| Source data |
★ ★ ★ ★ ★

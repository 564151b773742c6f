//! Scoped cleanup callbacks.
//!
//! A disposer is a list of callbacks flushed in registration order. Flushing
//! empties the list, so flushing twice runs every callback once. Callbacks
//! registered while any flush is running are invoked on the spot instead of
//! being queued into a scope that may already be gone.

use std::cell::{Cell, RefCell};
use std::fmt;
use std::panic::{catch_unwind, AssertUnwindSafe};
use std::rc::Rc;

use fxhash::FxHashMap;

use crate::error::{self, Error};
use crate::microtask;
use crate::owner::Owner;

#[derive(Clone, Copy, PartialEq, Eq, PartialOrd, Ord, Hash)]
pub struct DisposerId(u64);

impl DisposerId {
	/// Scope that collects cleanups registered with no scope active.
	/// It is flushed automatically on the next timer task.
	pub const GLOBAL: DisposerId = DisposerId(0);
}

impl fmt::Debug for DisposerId {
	fn fmt(&self, f: &mut fmt::Formatter<'_>) -> fmt::Result {
		if *self == DisposerId::GLOBAL {
			f.write_str("Disposer#global")
		} else {
			write!(f, "Disposer#{}", self.0)
		}
	}
}

/// A cleanup callback with identity.
///
/// Clones share the identity: registering the same `Cleanup` twice into one
/// scope keeps a single entry, and a `Cleanup` runs at most once overall.
#[derive(Clone)]
pub struct Cleanup {
	func: Rc<RefCell<Option<Box<dyn FnOnce()>>>>,
}

impl Cleanup {
	pub fn new(func: impl FnOnce() + 'static) -> Self {
		Cleanup {
			func: Rc::new(RefCell::new(Some(Box::new(func)))),
		}
	}

	pub fn is_spent(&self) -> bool {
		self.func.borrow().is_none()
	}

	fn run(&self) {
		let func = self.func.borrow_mut().take();
		if let Some(func) = func {
			func();
		}
	}
}

impl PartialEq for Cleanup {
	fn eq(&self, other: &Self) -> bool {
		Rc::ptr_eq(&self.func, &other.func)
	}
}

impl Eq for Cleanup {}

impl fmt::Debug for Cleanup {
	fn fmt(&self, f: &mut fmt::Formatter<'_>) -> fmt::Result {
		f.debug_struct("Cleanup").field("spent", &self.is_spent()).finish()
	}
}

thread_local! {
	static NEXT_DISPOSER: Cell<u64> = Cell::new(0);
	static DISPOSERS: RefCell<FxHashMap<DisposerId, Vec<Cleanup>>> = RefCell::new(FxHashMap::default());
	static FLUSHING: Cell<usize> = Cell::new(0);
	static GLOBAL_FLUSH_SCHEDULED: Cell<bool> = Cell::new(false);
}

#[must_use]
pub fn create_disposer() -> DisposerId {
	NEXT_DISPOSER.with(|next| {
		let id = next.get() + 1;
		next.set(id);
		DisposerId(id)
	})
}

pub fn is_flushing() -> bool {
	FLUSHING.with(|depth| depth.get() > 0)
}

fn schedule_global_flush() {
	if GLOBAL_FLUSH_SCHEDULED.with(|scheduled| scheduled.replace(true)) {
		return;
	}

	microtask::queue_task(|| {
		GLOBAL_FLUSH_SCHEDULED.with(|scheduled| scheduled.set(false));
		flush_disposer(DisposerId::GLOBAL);
	});
}

/// Registers `cleanup` against `disposer`, or against the global scope when `None`.
pub fn register_cleanup(cleanup: &Cleanup, disposer: Option<DisposerId>) {
	if is_flushing() {
		cleanup.run();
		return;
	}

	let disposer = match disposer {
		Some(disposer) => disposer,
		None => {
			schedule_global_flush();
			DisposerId::GLOBAL
		}
	};

	DISPOSERS.with(|disposers| {
		let mut disposers = disposers.borrow_mut();
		let list = disposers.entry(disposer).or_default();
		if !list.contains(cleanup) {
			list.push(cleanup.clone());
		}
	});
}

/// Registers `func` against the ambient scope.
pub fn on_cleanup(func: impl FnOnce() + 'static) {
	register_cleanup(&Cleanup::new(func), Owner::current().disposer);
}

struct Flushing;

impl Flushing {
	fn enter() -> Self {
		FLUSHING.with(|depth| depth.set(depth.get() + 1));
		Flushing
	}
}

impl Drop for Flushing {
	fn drop(&mut self) {
		let _ = FLUSHING.try_with(|depth| depth.set(depth.get() - 1));
	}
}

/// Runs and forgets every callback registered against `disposer`.
///
/// A panicking callback is reported as [`Error::Cleanup`] and the remaining
/// callbacks still run.
pub fn flush_disposer(disposer: DisposerId) {
	let cleanups = DISPOSERS
		.try_with(|disposers| disposers.borrow_mut().remove(&disposer))
		.ok()
		.flatten();

	let Some(cleanups) = cleanups else {
		return;
	};

	tracing::debug!(?disposer, count = cleanups.len(), "flushing disposer");
	let _flushing = Flushing::enter();

	for cleanup in cleanups {
		if let Err(payload) = catch_unwind(AssertUnwindSafe(|| cleanup.run())) {
			error::report(Error::Cleanup {
				disposer,
				message: error::panic_message(&*payload),
			});
		}
	}
}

★ ★ ★ ★ ★

| Problem description |
All of the records should be repeated precisely as written.

| Exercise response |
repository 564151b773742c6f
//! Scoped cleanup callbacks.
//!
//! A disposer is a list of callbacks flushed in registration order. Flushing
//! empties the list, so flushing twice runs every callback once. Callbacks
//! registered while any flush is running are invoked on the spot instead of
//! being queued into a scope that may already be gone.

use std::cell::{Cell, RefCell};
use std::fmt;
use std::panic::{catch_unwind, AssertUnwindSafe};
use std::rc::Rc;

use fxhash::FxHashMap;

use crate::error::{self, Error};
use crate::microtask;
use crate::owner::Owner;

#[derive(Clone, Copy, PartialEq, Eq, PartialOrd, Ord, Hash)]
pub struct DisposerId(u64);

impl DisposerId {
	/// Scope that collects cleanups registered with no scope active.
	/// It is flushed automatically on the next timer task.
	pub const GLOBAL: DisposerId = DisposerId(0);
}

impl fmt::Debug for DisposerId {
	fn fmt(&self, f: &mut fmt::Formatter<'_>) -> fmt::Result {
		if *self == DisposerId::GLOBAL {
			f.write_str("Disposer#global")
		} else {
			write!(f, "Disposer#{}", self.0)
		}
	}
}

/// A cleanup callback with identity.
///
/// Clones share the identity: registering the same `Cleanup` twice into one
/// scope keeps a single entry, and a `Cleanup` runs at most once overall.
#[derive(Clone)]
pub struct Cleanup {
	func: Rc<RefCell<Option<Box<dyn FnOnce()>>>>,
}

impl Cleanup {
	pub fn new(func: impl FnOnce() + 'static) -> Self {
		Cleanup {
			func: Rc::new(RefCell::new(Some(Box::new(func)))),
		}
	}

	pub fn is_spent(&self) -> bool {
		self.func.borrow().is_none()
	}

	fn run(&self) {
		let func = self.func.borrow_mut().take();
		if let Some(func) = func {
			func();
		}
	}
}

impl PartialEq for Cleanup {
	fn eq(&self, other: &Self) -> bool {
		Rc::ptr_eq(&self.func, &other.func)
	}
}

impl Eq for Cleanup {}

impl fmt::Debug for Cleanup {
	fn fmt(&self, f: &mut fmt::Formatter<'_>) -> fmt::Result {
		f.debug_struct("Cleanup").field("spent", &self.is_spent()).finish()
	}
}

thread_local! {
	static NEXT_DISPOSER: Cell<u64> = Cell::new(0);
	static DISPOSERS: RefCell<FxHashMap<DisposerId, Vec<Cleanup>>> = RefCell::new(FxHashMap::default());
	static FLUSHING: Cell<usize> = Cell::new(0);
	static GLOBAL_FLUSH_SCHEDULED: Cell<bool> = Cell::new(false);
}

#[must_use]
pub fn create_disposer() -> DisposerId {
	NEXT_DISPOSER.with(|next| {
		let id = next.get() + 1;
		next.set(id);
		DisposerId(id)
	})
}

pub fn is_flushing() -> bool {
	FLUSHING.with(|depth| depth.get() > 0)
}

fn schedule_global_flush() {
	if GLOBAL_FLUSH_SCHEDULED.with(|scheduled| scheduled.replace(true)) {
		return;
	}

	microtask::queue_task(|| {
		GLOBAL_FLUSH_SCHEDULED.with(|scheduled| scheduled.set(false));
		flush_disposer(DisposerId::GLOBAL);
	});
}

/// Registers `cleanup` against `disposer`, or against the global scope when `None`.
pub fn register_cleanup(cleanup: &Cleanup, disposer: Option<DisposerId>) {
	if is_flushing() {
		cleanup.run();
		return;
	}

	let disposer = match disposer {
		Some(disposer) => disposer,
		None => {
			schedule_global_flush();
			DisposerId::GLOBAL
		}
	};

	DISPOSERS.with(|disposers| {
		let mut disposers = disposers.borrow_mut();
		let list = disposers.entry(disposer).or_default();
		if !list.contains(cleanup) {
			list.push(cleanup.clone());
		}
	});
}

/// Registers `func` against the ambient scope.
pub fn on_cleanup(func: impl FnOnce() + 'static) {
	register_cleanup(&Cleanup::new(func), Owner::current().disposer);
}

struct Flushing;

impl Flushing {
	fn enter() -> Self {
		FLUSHING.with(|depth| depth.set(depth.get() + 1));
		Flushing
	}
}

impl Drop for Flushing {
	fn drop(&mut self) {
		let _ = FLUSHING.try_with(|depth| depth.set(depth.get() - 1));
	}
}

/// Runs and forgets every callback registered against `disposer`.
///
/// A panicking callback is reported as [`Error::Cleanup`] and the remaining
/// callbacks still run.
pub fn flush_disposer(disposer: DisposerId) {
	let cleanups = DISPOSERS
		.try_with(|disposers| disposers.borrow_mut().remove(&disposer))
		.ok()
		.flatten();

	let Some(cleanups) = cleanups else {
		return;
	};

	tracing::debug!(?disposer, count = cleanups.len(), "flushing disposer");
	let _flushing = Flushing::enter();

	for cleanup in cleanups {
		if let Err(payload) = catch_unwind(AssertUnwindSafe(|| cleanup.run())) {
			error::report(Error::Cleanup {
				disposer,
				message: error::panic_message(&*payload),
			});
		}
	}
}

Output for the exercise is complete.